Memoirs: 1939–1993
- Book cover
- Author: Brian Mulroney
- Language: English French
- Subject: Brian Mulroney
- Genre: Memoir
- Publisher: Douglas Gibson Books
- Publication date: September 10, 2007
- Publication place: Canada
- Media type: Hardcover
- Pages: 1152
- ISBN: 0-7710-6536-1
- Dewey Decimal: 971.064/7092 B 22
- LC Class: F1034.3.M85 M86 2007

= Memoirs (Mulroney book) =

2007 memoir by Brian Mulroney

Memoirs: 1939–1993 is a memoir written by the former Prime Minister of Canada Brian Mulroney. The book was released on September 10, 2007 and outlines Mulroney's version of events during his early life, political career and time as prime minister.

==CTV and TVA interviews==
CTV broadcast a documentary on Brian Mulroney on the eve of his book launch. The network claimed Triumph & Treachery: The Brian Mulroney Story, a 90-minute special September 9, 2007, was the most complete interview the former prime minister had ever given and his first comprehensive interview since leaving office in 1993. The Quebec French language TVA network aired a similar documentary exclusively in French later that night.

==Criticism of Trudeau==
Mulroney allocates a fair amount of text commenting on his antagonist, the late former Prime Minister Pierre Elliot Trudeau. Mulroney believes that Trudeau lacked the moral fibre to be Prime Minister for not serving in the Canadian Forces during World War II.

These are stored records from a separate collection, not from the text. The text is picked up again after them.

// Copyright The Rusted Firmware-A Contributors.
//
// SPDX-License-Identifier: BSD-3-Clause

//! The Tegra194 platform.

use super::{ChipInfo, Platform};
use crate::{
    bpmp::{Bpmp, BpmpRegisters, PhysicalChannelMemory},
    context::{CpuContext, GpRegs, World},
    delay::{SecurePhysicalTimer, TimerDelay},
    gicv2::{
        GicConfig, Gicv2CpuInterface, Gicv2Distributor, InterruptConfig, InterruptRouting,
    },
    logger::{self, LockedWriter},
    mce::{Mce, carmel::CarmelRegisters, nvg::NvgRegisters},
    mmio::MmioRegion,
    power::Tegra194Power,
    services::{
        DispatchError, DispatchTable,
        arch::{Arch, WorkaroundSupport},
        sip::{MceSipHandler, MemoryController, MemoryLayout, TegraSip},
        std_svc::{PowerStateCoordinator, StandardService},
    },
    smccc::{SMC_UNK, SmcReturn},
};
use arm_gic::{IntId, Trigger};
use arm_sysregs::MpidrEl1;
use core::fmt::Write;
use log::{SetLoggerError, error};
use spin::Once;

const MISC_BASE: usize = 0x0010_0000;
const FUSE_BASE: usize = 0x0382_0000;
const GICD_BASE: usize = 0x0388_1000;
const GICC_BASE: usize = 0x0388_2000;
const CAR_RESET_BASE: usize = 0x2000_0000;

// BPMP mailbox blocks.
const RES_SEMA_BASE: usize = 0x6000_1000;
const PRI_ICTLR_BASE: usize = 0x6000_4000;
const BPMP_CAR_BASE: usize = 0x6000_6000;
const ATOMICS_BASE: usize = 0x7001_6000;

/// Frequency of the system counter, in Hz.
const SYS_COUNTER_FREQ: u32 = 31_250_000;

const CORES_PER_CLUSTER: usize = 2;

const TOP_WDT_IRQ: u32 = 49;
const AON_WDT_IRQ: u32 = 50;

const fn watchdog(irq: u32) -> InterruptConfig {
    InterruptConfig {
        id: IntId::spi(irq - 32),
        target_mask: 0xFF,
        trigger: Trigger::Level,
        routing: InterruptRouting::El3,
    }
}

const SECURE_INTERRUPTS: [InterruptConfig; 2] = [watchdog(TOP_WDT_IRQ), watchdog(AON_WDT_IRQ)];

static DELAY: TimerDelay<SecurePhysicalTimer> =
    TimerDelay::new(SecurePhysicalTimer, SYS_COUNTER_FREQ);

type Tegra194Bpmp =
    Bpmp<MmioRegion, PhysicalChannelMemory, &'static TimerDelay<SecurePhysicalTimer>>;
type Tegra194Mce = Mce<NvgRegisters, CarmelRegisters>;

/// The power management hooks of the platform.
pub type Tegra194PowerImpl =
    Tegra194Power<'static, NvgRegisters, CarmelRegisters, Tegra194Bpmp, MmioRegion>;

static BPMP: Tegra194Bpmp = Bpmp::new(
    BpmpRegisters {
        // SAFETY: These are the register blocks of the BPMP mailbox protocol, which are
        // identity-mapped and only accessed through this driver.
        semaphore: unsafe { MmioRegion::new(RES_SEMA_BASE) },
        // SAFETY: As above.
        atomics: unsafe { MmioRegion::new(ATOMICS_BASE) },
        // SAFETY: As above.
        interrupt_controller: unsafe { MmioRegion::new(PRI_ICTLR_BASE) },
        // SAFETY: As above.
        car: unsafe { MmioRegion::new(BPMP_CAR_BASE) },
    },
    // SAFETY: The channel records are only accessed at the addresses handed out by the atomics
    // block.
    unsafe { PhysicalChannelMemory::new() },
    &DELAY,
);

static MCE: Once<Tegra194Mce> = Once::new();
static POWER: Once<Tegra194PowerImpl> = Once::new();
static MCE_SIP: Once<MceSipHandler<'static, NvgRegisters, CarmelRegisters>> = Once::new();
static SIP: Once<TegraSip<'static, MmioRegion>> = Once::new();
static STD_SVC: Once<StandardService<'static>> = Once::new();
static SERVICES: Once<DispatchTable<'static>> = Once::new();

/// NVIDIA Tegra194.
pub struct Tegra194;

// SAFETY: `core_position` returns a unique index below `CORE_COUNT` for each of the 4 clusters of 2
// cores.
unsafe impl Platform for Tegra194 {
    const CORE_COUNT: usize = 8;
    const CLUSTER_COUNT: usize = 4;
    const CACHE_WRITEBACK_GRANULE: usize = 1 << 6;

    const GIC_CONFIG: GicConfig = GicConfig {
        secure_interrupts: &SECURE_INTERRUPTS,
    };

    type LogSinkImpl = LockedWriter<&'static mut (dyn Write + Send)>;

    fn core_position(mpidr: u64) -> usize {
        let mpidr = MpidrEl1::from_bits_retain(mpidr);
        usize::from(mpidr.aff1()) * CORES_PER_CLUSTER + usize::from(mpidr.aff0())
    }

    fn arch_workaround_1_supported() -> WorkaroundSupport {
        WorkaroundSupport::Required
    }

    fn arch_workaround_2_supported() -> WorkaroundSupport {
        WorkaroundSupport::NotRequired
    }
}

impl Tegra194 {
    /// Sends log output to `console`.
    pub fn init_console(console: &'static mut (dyn Write + Send)) -> Result<(), SetLoggerError> {
        logger::init(LockedWriter::new(console))
    }

    /// Brings up the MCE, BPMP and GIC on the boot core and builds the SMC dispatch table.
    ///
    /// `coordinator` handles PSCI calls, `memory_controller` moves carveouts on behalf of the SiP
    /// service, and `layout` is the memory map reported by the boot loader.
    pub fn init(
        coordinator: &'static dyn PowerStateCoordinator,
        memory_controller: &'static dyn MemoryController,
        layout: MemoryLayout,
    ) -> Result<&'static DispatchTable<'static>, DispatchError> {
        DELAY.timer().enable();

        // SAFETY: The MISC block is identity-mapped and only read here.
        let misc = unsafe { MmioRegion::new(MISC_BASE) };
        let chip = ChipInfo::read(&misc);
        let mce = MCE.call_once(|| Mce::new(NvgRegisters, CarmelRegisters, chip));
        mce.verify_firmware_version();

        Self::init_gic();

        if let Err(e) = BPMP.init() {
            error!("BPMP unavailable: {e}");
        }

        POWER.call_once(|| {
            // SAFETY: The fuse block is identity-mapped, and only its read-only fuses are read.
            let fuse = unsafe { MmioRegion::new(FUSE_BASE) };
            Tegra194Power::new(mce, &BPMP, CarmelRegisters, fuse)
        });

        let mce_sip = MCE_SIP.call_once(|| MceSipHandler::new(mce));
        let sip = SIP.call_once(|| {
            // SAFETY: The GPU reset registers of the clock and reset controller are
            // identity-mapped and only accessed by the SiP service.
            let car = unsafe { MmioRegion::new(CAR_RESET_BASE) };
            TegraSip::new(car, layout, memory_controller, Some(mce_sip))
        });
        let std_svc = STD_SVC.call_once(|| StandardService::new(coordinator));

        let mut table = DispatchTable::new();
        table.register(&Arch)?;
        table.register(std_svc)?;
        table.register(sip)?;
        table.init();
        Ok(SERVICES.call_once(|| table))
    }

    fn init_gic() {
        // SAFETY: The GIC distributor is identity-mapped and only driven by EL3 during boot.
        let distributor = Gicv2Distributor::new(unsafe { MmioRegion::new(GICD_BASE) });
        distributor.configure_secure_interrupts(Self::GIC_CONFIG.secure_interrupts);

        if Self::GIC_CONFIG.routes_to_el3() {
            // SAFETY: The CPU interface is banked per core, and identity-mapped.
            let cpu_interface = Gicv2CpuInterface::new(unsafe { MmioRegion::new(GICC_BASE) });
            cpu_interface.enable_fiq();
        }
    }

    /// Returns the power management hooks, once [`Self::init`] has run.
    pub fn power() -> Option<&'static Tegra194PowerImpl> {
        POWER.get()
    }

    /// Handles an SMC from a lower EL, whose registers are in `regs`.
    pub fn handle_smc(regs: &mut GpRegs, world: World, cookie: u64) {
        match SERVICES.get() {
            Some(services) => services.dispatch(regs, world, cookie),
            None => {
                error!("SMC before the dispatch table was built");
                regs.write_return_value(&SmcReturn::from(SMC_UNK));
            }
        }
    }

    /// Handles a FIQ taken from the normal world, whose state is in `ns_context`.
    pub fn handle_fiq(ns_context: &mut CpuContext) -> bool {
        SIP.get().is_some_and(|sip| sip.handle_fiq(ns_context))
    }
}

Pierre Trudeau was not among them. That's a decision he made. He's entitled to make that kind of decision. But it doesn't qualify him for any position of moral leadership in our society.
— Mulroney

Mulroney hints that he feels the young Trudeau had anti-Semitic leanings at that time, stating: "This is a man who questioned the Allies when the Jews were being sacrificed and when the great extermination program was on, he was marching around Outremont, Quebec on the other side of the issue."

Mulroney also blames Trudeau for scuttling the Meech Lake accord, the 1990 pact aimed at securing Quebec's signature on the Constitution of Canada.

===Response===
Stéphane Dion responded to Mulroney critiques with a five-paragraph statement posted on the Liberal Party website, "It is regrettable that, after attending prime minister Trudeau’s state funeral and praising him as 'an exceptional individual who served his country effectively and well … a gallant political warrior who loved his country,' Mr. Mulroney would seem to be at such odds with his own views."

Tom Axworthy's, response to Mulroney was that Trudeau should be judged by his actions once his values matured and he entered public life, not by "ridiculous" thoughts he entertained briefly in his teens and early twenties.

John English stated that Trudeau's youthful views must be put in the context of a time when most Quebecers were so virulently anti-British and opposed to what they saw as a British war that they were blinded to the evils of Hitler's Nazism.